> REQUIREMENT
All that is needed is every line of the listing below that has "ShareLinks".

------------------------------

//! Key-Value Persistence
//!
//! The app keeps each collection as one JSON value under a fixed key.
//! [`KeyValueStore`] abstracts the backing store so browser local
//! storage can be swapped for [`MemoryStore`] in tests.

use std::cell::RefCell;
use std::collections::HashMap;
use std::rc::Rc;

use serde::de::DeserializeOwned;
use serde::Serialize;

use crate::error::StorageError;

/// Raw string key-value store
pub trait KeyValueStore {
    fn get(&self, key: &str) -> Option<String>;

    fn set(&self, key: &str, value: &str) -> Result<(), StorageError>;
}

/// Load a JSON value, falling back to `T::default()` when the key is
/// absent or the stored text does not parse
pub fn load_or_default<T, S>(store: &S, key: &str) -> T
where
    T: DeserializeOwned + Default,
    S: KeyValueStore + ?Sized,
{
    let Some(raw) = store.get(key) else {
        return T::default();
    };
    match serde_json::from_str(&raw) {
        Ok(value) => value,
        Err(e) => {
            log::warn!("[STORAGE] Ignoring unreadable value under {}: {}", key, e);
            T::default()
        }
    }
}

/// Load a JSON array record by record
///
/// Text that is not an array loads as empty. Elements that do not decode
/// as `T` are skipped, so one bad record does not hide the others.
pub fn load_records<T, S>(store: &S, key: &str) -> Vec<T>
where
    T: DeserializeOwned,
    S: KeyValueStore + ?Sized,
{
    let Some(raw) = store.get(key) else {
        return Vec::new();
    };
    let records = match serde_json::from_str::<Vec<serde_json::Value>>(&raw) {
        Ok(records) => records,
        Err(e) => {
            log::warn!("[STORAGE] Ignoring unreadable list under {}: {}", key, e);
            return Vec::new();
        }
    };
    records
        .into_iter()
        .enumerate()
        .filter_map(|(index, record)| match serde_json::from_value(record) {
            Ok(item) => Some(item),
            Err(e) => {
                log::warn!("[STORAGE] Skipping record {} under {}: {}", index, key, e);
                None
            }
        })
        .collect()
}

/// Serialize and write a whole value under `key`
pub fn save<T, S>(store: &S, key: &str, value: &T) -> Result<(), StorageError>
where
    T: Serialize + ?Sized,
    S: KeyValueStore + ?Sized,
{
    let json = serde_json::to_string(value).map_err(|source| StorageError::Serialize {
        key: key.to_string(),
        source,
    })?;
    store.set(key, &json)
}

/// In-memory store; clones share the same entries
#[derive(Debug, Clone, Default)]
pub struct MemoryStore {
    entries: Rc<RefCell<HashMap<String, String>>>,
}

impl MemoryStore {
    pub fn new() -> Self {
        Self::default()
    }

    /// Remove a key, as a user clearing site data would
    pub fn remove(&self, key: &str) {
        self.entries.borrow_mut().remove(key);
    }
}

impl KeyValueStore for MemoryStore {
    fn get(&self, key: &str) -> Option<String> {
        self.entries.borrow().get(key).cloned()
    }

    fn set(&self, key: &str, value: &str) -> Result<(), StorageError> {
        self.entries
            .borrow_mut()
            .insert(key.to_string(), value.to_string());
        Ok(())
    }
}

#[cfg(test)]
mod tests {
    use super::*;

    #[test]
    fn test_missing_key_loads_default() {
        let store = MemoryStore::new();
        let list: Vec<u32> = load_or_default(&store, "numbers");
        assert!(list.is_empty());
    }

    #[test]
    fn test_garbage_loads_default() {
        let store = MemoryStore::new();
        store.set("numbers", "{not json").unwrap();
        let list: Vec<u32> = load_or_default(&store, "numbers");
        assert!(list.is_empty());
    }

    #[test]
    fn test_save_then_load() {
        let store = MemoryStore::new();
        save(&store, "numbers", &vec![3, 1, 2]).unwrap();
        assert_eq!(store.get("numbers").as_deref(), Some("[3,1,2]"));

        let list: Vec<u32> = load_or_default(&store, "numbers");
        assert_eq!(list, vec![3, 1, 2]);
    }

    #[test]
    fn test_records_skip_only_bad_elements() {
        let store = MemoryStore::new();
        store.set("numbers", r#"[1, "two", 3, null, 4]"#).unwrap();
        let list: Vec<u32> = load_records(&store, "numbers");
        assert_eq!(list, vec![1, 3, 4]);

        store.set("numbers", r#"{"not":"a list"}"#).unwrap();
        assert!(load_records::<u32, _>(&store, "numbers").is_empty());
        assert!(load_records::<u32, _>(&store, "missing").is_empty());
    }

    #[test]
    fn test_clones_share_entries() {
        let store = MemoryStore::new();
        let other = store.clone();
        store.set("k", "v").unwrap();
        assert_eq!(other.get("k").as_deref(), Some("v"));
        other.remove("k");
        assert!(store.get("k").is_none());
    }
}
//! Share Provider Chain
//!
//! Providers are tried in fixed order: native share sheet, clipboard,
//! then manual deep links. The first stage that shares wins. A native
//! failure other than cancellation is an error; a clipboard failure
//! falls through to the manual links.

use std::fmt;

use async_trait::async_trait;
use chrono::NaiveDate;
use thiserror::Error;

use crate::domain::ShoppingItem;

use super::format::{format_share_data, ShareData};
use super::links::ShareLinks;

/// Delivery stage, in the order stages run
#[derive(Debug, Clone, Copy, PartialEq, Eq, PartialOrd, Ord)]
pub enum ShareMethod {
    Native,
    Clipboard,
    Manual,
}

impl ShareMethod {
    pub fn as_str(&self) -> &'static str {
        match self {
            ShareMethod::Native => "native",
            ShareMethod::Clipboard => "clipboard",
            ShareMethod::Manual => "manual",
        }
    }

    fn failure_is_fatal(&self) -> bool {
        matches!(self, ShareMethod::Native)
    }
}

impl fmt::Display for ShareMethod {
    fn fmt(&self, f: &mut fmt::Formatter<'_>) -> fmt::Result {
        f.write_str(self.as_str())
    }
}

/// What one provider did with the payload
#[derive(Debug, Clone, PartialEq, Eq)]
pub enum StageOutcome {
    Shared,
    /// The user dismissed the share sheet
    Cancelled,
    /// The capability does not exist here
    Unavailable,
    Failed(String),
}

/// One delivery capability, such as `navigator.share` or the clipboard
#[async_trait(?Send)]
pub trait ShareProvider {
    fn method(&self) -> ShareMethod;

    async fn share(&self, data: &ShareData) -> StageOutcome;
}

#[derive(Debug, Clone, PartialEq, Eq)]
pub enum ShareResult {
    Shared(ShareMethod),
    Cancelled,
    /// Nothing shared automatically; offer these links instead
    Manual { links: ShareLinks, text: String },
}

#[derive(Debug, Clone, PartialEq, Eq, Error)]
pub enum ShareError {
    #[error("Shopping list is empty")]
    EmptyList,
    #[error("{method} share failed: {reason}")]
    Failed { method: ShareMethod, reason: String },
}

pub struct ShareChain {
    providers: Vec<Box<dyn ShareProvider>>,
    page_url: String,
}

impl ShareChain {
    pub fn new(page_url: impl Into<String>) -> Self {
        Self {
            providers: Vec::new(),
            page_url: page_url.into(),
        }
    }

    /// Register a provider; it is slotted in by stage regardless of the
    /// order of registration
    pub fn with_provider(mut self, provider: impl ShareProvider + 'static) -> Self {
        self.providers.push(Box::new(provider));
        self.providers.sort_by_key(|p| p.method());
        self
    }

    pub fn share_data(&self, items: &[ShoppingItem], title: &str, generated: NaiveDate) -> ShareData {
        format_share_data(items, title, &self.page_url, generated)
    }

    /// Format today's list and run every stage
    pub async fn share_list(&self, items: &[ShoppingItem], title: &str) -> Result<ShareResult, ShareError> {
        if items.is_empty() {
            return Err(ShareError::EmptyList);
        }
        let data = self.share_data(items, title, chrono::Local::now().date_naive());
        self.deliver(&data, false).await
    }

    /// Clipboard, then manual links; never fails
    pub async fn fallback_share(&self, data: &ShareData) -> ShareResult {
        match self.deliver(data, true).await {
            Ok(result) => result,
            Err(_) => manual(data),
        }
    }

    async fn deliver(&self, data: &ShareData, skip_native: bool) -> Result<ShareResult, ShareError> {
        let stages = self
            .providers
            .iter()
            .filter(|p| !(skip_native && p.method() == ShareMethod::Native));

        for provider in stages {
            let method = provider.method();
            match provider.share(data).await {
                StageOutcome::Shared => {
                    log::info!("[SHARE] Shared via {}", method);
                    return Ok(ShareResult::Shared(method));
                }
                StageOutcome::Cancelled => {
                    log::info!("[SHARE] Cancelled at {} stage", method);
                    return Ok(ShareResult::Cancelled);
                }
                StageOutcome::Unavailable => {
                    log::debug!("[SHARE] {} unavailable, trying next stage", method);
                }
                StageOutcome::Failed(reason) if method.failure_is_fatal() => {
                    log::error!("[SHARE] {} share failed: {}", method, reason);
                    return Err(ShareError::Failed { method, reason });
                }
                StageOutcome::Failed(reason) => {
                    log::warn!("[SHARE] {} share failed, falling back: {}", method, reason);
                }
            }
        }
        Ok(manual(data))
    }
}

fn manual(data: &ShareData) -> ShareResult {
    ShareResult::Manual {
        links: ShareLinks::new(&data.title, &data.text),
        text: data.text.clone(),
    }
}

------------------------------

> TASK ANSWER
use super::links::ShareLinks;
    Manual { links: ShareLinks, text: String },
        links: ShareLinks::new(&data.title, &data.text),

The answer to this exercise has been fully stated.